Sénégal : à Dakar, les professionnels de santé et les patients redoutent la pénurie de certains traitements

D’après le journal Le Monde Afrique, une vague d’angoisse possède les professionnels de santé et les patients, tous inquiétés par une véritable pénurie de certains traitements, notamment contre le VIH, ainsi que des tensions sur les contraceptifs et les vaccins antipaludiques.

Principal bailleur de fonds du ministère de la santé sénégalais, l’Agence des Etats-Unis pour le développement International (Usaid) finançait jusque-là 42,7 % de la riposte contre le VIH, quand l’Etat n’en apporte que 29,6 % – le reste étant pris en charge par le Fonds mondial et la coopération française.
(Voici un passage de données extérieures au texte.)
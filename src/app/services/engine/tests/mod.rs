//! Test utilities for engine orchestration

use chrono::NaiveDate;

use crate::app::models::{RawReportRow, ZoneTag};


/// Helper report date shared by the test rows
pub fn test_report_date() -> NaiveDate {
    NaiveDate::from_ymd_opt(2026, 2, 12).unwrap()
}

/// Helper to build one representative raw row per zone, deliberately out
/// of merge order
pub fn scrambled_rows() -> Vec<RawReportRow> {
    vec![
        RawReportRow::new(
            ZoneTag::Zone4,
            "KSO-P18 (KSO-P18A)",
            "Rig Airlangga #55",
            "Development",
            "Drilled. Status Pagi 05:00: ok. Plan: continue.",
            test_report_date(),
        ),
        RawReportRow::new(
            ZoneTag::Zone1,
            "RNT-DZ51/P-475",
            "Rig PDSI #28.2",
            "Development",
            "Did X. Plan: Do Y.",
            test_report_date(),
        ),
        RawReportRow::new(
            ZoneTag::Zone23,
            "Benggala\n(BGU-01)\n(BGU-A1)",
            "RIG-1",
            "Eksplorasi",
            "Laporan: -did work\nStatus Pagi 06:00: ongoing\nRencana: continue",
            test_report_date(),
        ),
    ]
}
Si le pays est l’un des moins affectés d’Afrique de l’Ouest avec un taux de prévalence de 0,3 %, (41 880 personnes et 932 décès en 2023, selon les chiffres officiels), l’objectif d’éradiquer la maladie avant 2030 semble désormais compromis.

Présidente du réseau national des organisations des personnes vivant avec le VIH Sida, Soukèye Ndiaye, contaminée il y a vingt ans, craint une régression sans précédent dans le combat contre la maladie. « Le ministre de la santé n’a pas dit ce qu’il entendait mettre en place. Or, nos stocks de médicaments ne peuvent tenir que quelques mois. Comment va-t-on faire face aux nouveaux cas détectés ? J’ai peur pour ma vie et ma santé », a-t-elle confié.
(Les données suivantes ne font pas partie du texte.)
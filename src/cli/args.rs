//! Command-line argument definitions for the DDR processor
//!
//! This module defines the complete CLI interface using the clap derive API.

use chrono::NaiveDate;
use clap::{Parser, Subcommand};
use std::path::PathBuf;

/// CLI arguments for the daily drilling report processor
///
/// Normalizes Region 1 daily drilling report extracts into the canonical
/// 19-field record schema and exports the merged table for downstream
/// reporting tools.
#[derive(Debug, Clone, Parser)]
#[command(
    name = "ddr-processor",
    version,
    about = "Normalize Region 1 daily drilling reports into the canonical 19-field schema",
    long_about = "Normalizes daily drilling report rows from the three reporting zones \
                  (Zone 1, Zone 2&3, Zone 4) into one canonical 19-field table. Each zone's \
                  well identifiers, rig names, and narrative summaries are split with that \
                  zone's grammar, assembled into uniform records, and merged in fixed zone \
                  order for export."
)]
pub struct Args {
    #[command(subcommand)]
    pub command: Option<Commands>,
}

/// Available subcommands for the DDR processor
#[derive(Debug, Clone, Subcommand)]
pub enum Commands {
    /// Normalize a raw-row extract into the canonical table (main command)
    Process(ProcessArgs),
    /// Report the configured zone grammars and lookup tables
    Zones(ZonesArgs),
}

/// Arguments for the process command (main normalization)
#[derive(Debug, Clone, Parser)]
pub struct ProcessArgs {
    /// Input path to a raw-row CSV extract
    ///
    /// One data row per report row, with either the canonical headers
    /// (Zone, Well Name, Rig Name, Well Type, Summary Report) or the
    /// source-sheet headers (Zona, Nama Sumur, RIG, Jenis Kegiatan,
    /// Kegiatan).
    #[arg(
        short = 'i',
        long = "input",
        value_name = "PATH",
        help = "Input path to a raw-row CSV extract"
    )]
    pub input_path: PathBuf,

    /// Output path for the exported table (tab-separated, no header)
    ///
    /// Defaults to <report-date>.tsv in the working directory.
    #[arg(
        short = 'o',
        long = "output",
        value_name = "PATH",
        help = "Output path for the exported table"
    )]
    pub output_path: Option<PathBuf>,

    /// Report date stated by the source report (YYYY-MM-DD)
    ///
    /// If not specified, the date is taken from a 'tanggal DD Mon YYYY'
    /// token in the input filename. The operation date is always the report
    /// date minus one day.
    #[arg(
        long = "report-date",
        value_name = "DATE",
        help = "Report date (YYYY-MM-DD); default from the filename token"
    )]
    pub report_date: Option<NaiveDate>,

    /// Keep only records whose Report Date equals this date (YYYY-MM-DD)
    #[arg(
        long = "filter-date",
        value_name = "DATE",
        help = "Export only records with this Report Date"
    )]
    pub filter_date: Option<NaiveDate>,

    /// Process the three zone partitions on concurrent tasks
    #[arg(long = "concurrent", help = "Process zone partitions concurrently")]
    pub concurrent: bool,

    /// Suppress the processing summary
    #[arg(short = 'q', long = "quiet", help = "Suppress the processing summary")]
    pub quiet: bool,
}

/// Arguments for the zones command (grammar report)
#[derive(Debug, Clone, Parser)]
pub struct ZonesArgs {
    /// Include the per-keyword marker details for each zone
    #[arg(long = "detailed", help = "Include per-keyword marker details")]
    pub detailed: bool,
}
Cette crainte est partagé chez les professionnels. Médecin anthropologue au Centre de recherche et de formation (CRCF) à Dakar, capitale du Sénégal, Khoudia Sow tente depuis l’annonce du gel de l’aide américaine par Donald Trump de rassurer les bénéficiaires d’un accès gratuit aux antirétroviraux (ARV). « Leur angoisse, c’est de perdre la vie stable qu’ils ont réussi à bâtir grâce à ces traitements. Ils me demandent si les médicaments resteront gratuits. Certains ont peur d’en manquer alors ils font des stocks de provisions de trois-quatre mois. Toute cette panique risque d’entraîner une pénurie artificielle », explique-t-elle.